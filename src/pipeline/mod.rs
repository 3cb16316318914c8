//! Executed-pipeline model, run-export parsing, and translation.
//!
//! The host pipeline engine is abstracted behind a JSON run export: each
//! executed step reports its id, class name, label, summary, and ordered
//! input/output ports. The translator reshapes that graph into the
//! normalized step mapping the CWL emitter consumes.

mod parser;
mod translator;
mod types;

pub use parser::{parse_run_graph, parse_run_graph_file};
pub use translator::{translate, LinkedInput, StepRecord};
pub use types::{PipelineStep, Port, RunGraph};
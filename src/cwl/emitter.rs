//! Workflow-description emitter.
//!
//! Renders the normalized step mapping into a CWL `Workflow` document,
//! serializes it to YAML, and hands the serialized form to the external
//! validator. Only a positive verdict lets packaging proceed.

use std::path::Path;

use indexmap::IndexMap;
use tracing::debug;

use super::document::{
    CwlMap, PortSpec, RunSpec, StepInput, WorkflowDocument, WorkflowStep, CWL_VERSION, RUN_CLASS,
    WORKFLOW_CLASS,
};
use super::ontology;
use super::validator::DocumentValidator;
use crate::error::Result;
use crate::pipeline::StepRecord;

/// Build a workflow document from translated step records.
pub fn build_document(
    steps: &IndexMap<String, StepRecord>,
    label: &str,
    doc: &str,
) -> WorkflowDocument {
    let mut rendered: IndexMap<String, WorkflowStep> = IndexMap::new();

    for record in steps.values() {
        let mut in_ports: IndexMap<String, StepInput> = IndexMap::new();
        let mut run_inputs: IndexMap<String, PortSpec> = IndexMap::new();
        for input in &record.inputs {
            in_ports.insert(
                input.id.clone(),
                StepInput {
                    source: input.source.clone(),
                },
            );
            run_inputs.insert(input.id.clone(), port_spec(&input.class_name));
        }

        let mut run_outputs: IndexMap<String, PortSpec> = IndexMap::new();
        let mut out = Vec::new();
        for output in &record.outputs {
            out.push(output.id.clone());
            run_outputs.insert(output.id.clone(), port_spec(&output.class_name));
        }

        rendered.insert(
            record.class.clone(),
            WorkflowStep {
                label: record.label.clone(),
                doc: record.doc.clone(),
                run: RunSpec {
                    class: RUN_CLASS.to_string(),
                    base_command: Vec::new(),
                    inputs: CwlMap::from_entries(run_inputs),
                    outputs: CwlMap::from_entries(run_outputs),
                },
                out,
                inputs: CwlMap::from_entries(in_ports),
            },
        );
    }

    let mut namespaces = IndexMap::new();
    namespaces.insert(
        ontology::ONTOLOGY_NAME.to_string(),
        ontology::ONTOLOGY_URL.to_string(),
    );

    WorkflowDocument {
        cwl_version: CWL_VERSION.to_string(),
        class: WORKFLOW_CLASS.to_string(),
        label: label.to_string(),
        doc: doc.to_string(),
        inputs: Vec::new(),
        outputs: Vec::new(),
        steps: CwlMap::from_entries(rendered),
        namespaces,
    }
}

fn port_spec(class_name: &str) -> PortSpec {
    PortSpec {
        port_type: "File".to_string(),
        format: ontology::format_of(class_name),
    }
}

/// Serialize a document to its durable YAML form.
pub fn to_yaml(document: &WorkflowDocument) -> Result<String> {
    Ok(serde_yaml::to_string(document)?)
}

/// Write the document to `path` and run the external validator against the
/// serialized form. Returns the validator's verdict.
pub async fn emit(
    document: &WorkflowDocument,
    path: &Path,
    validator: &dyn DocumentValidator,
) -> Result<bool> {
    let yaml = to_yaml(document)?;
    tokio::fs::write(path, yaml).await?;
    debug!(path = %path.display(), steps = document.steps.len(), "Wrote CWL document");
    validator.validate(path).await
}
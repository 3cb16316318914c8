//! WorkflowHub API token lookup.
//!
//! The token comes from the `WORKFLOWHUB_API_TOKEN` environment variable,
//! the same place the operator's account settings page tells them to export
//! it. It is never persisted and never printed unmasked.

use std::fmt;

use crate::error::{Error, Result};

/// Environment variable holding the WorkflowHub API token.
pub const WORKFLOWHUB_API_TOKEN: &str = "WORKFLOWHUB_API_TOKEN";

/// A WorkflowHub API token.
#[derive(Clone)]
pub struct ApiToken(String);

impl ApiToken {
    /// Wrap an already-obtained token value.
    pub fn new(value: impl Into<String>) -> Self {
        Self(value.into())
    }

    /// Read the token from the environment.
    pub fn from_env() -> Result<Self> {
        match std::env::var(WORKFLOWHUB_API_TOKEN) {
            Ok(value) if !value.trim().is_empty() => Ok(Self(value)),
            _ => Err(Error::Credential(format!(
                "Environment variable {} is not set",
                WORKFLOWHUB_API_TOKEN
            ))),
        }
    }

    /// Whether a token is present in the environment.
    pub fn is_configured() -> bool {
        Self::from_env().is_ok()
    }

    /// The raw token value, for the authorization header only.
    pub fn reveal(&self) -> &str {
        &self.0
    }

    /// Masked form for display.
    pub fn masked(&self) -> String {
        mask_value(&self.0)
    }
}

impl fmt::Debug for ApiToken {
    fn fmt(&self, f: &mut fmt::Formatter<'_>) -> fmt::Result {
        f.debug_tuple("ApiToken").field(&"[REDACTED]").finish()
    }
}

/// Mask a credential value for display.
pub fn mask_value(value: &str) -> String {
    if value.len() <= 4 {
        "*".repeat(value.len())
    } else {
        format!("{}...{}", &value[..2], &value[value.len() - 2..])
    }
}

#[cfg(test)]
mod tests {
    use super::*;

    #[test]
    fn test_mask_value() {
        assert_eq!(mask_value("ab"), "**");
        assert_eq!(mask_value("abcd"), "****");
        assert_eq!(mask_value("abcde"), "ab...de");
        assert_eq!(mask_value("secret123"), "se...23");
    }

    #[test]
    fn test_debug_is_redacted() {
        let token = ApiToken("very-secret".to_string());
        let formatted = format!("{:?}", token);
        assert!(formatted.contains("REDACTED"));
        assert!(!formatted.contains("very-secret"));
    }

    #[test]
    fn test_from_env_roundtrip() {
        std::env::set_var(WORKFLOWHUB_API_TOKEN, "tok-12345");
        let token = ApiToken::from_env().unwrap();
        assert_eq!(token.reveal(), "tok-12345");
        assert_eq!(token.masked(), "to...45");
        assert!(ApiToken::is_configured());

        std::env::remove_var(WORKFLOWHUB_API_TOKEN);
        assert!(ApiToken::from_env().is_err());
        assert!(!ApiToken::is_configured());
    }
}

* * *

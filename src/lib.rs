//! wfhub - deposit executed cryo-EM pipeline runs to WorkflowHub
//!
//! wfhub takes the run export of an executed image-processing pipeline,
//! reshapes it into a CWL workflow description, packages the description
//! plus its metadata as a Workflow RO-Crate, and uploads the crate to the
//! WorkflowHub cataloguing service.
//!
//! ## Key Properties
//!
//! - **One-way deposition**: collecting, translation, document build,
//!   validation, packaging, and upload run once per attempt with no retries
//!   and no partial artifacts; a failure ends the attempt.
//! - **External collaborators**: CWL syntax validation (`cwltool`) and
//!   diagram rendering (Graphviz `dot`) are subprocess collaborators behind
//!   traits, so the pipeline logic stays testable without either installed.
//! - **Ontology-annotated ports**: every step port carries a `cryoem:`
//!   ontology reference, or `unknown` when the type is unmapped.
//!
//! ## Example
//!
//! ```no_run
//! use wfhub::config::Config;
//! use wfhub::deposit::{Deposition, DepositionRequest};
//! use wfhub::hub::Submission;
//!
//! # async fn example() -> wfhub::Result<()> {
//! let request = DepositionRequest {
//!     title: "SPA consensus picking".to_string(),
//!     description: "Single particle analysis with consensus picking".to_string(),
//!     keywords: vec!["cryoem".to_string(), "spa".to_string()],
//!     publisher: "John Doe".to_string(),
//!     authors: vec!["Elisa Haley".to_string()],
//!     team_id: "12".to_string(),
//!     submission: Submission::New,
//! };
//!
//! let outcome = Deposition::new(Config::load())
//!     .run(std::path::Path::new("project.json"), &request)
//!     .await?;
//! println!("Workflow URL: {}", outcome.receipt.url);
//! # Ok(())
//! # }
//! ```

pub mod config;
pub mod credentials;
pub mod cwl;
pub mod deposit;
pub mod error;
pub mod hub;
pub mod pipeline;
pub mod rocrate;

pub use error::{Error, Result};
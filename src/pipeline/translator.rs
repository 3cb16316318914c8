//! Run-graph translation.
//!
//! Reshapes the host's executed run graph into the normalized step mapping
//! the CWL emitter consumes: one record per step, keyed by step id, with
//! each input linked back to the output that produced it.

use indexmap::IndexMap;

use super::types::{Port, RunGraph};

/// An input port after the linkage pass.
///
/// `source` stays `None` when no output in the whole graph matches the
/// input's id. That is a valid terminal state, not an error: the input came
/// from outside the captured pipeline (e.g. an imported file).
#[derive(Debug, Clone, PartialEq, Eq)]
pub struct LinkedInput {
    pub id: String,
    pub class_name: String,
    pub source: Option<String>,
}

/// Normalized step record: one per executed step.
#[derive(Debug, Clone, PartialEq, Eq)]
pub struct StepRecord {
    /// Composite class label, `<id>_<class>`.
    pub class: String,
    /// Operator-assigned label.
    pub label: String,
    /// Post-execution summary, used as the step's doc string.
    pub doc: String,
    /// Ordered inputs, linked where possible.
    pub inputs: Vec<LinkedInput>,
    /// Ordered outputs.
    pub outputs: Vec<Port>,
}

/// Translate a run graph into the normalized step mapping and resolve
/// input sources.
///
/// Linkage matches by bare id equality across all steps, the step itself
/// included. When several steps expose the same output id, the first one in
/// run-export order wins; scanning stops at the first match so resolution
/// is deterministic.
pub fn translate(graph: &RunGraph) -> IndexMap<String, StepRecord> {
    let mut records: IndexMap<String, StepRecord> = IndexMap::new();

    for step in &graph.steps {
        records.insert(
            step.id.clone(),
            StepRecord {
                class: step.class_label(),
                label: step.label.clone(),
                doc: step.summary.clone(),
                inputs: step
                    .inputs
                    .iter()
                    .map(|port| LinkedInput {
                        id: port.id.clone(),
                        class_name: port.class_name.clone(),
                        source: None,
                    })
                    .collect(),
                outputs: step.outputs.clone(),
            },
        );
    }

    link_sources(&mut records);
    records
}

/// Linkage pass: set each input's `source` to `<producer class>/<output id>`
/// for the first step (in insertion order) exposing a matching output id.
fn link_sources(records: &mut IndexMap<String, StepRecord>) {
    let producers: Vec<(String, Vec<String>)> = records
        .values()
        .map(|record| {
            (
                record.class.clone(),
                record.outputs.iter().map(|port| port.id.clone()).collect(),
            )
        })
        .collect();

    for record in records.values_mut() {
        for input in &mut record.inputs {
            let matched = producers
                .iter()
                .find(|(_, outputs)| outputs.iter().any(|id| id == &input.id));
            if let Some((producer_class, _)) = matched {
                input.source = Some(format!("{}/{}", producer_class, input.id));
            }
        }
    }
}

### INSTRUCTIONS TO FOLLOW
Your answer should be each line of the data that contains the word "emitter", copied as it stands.

### ANSWER TO THIS TASK
//! normalized step mapping the CWL emitter consumes.
filename src/cwl/emitter.rs
//! Workflow-description emitter.
//! the CWL emitter consumes: one record per step, keyed by step id, with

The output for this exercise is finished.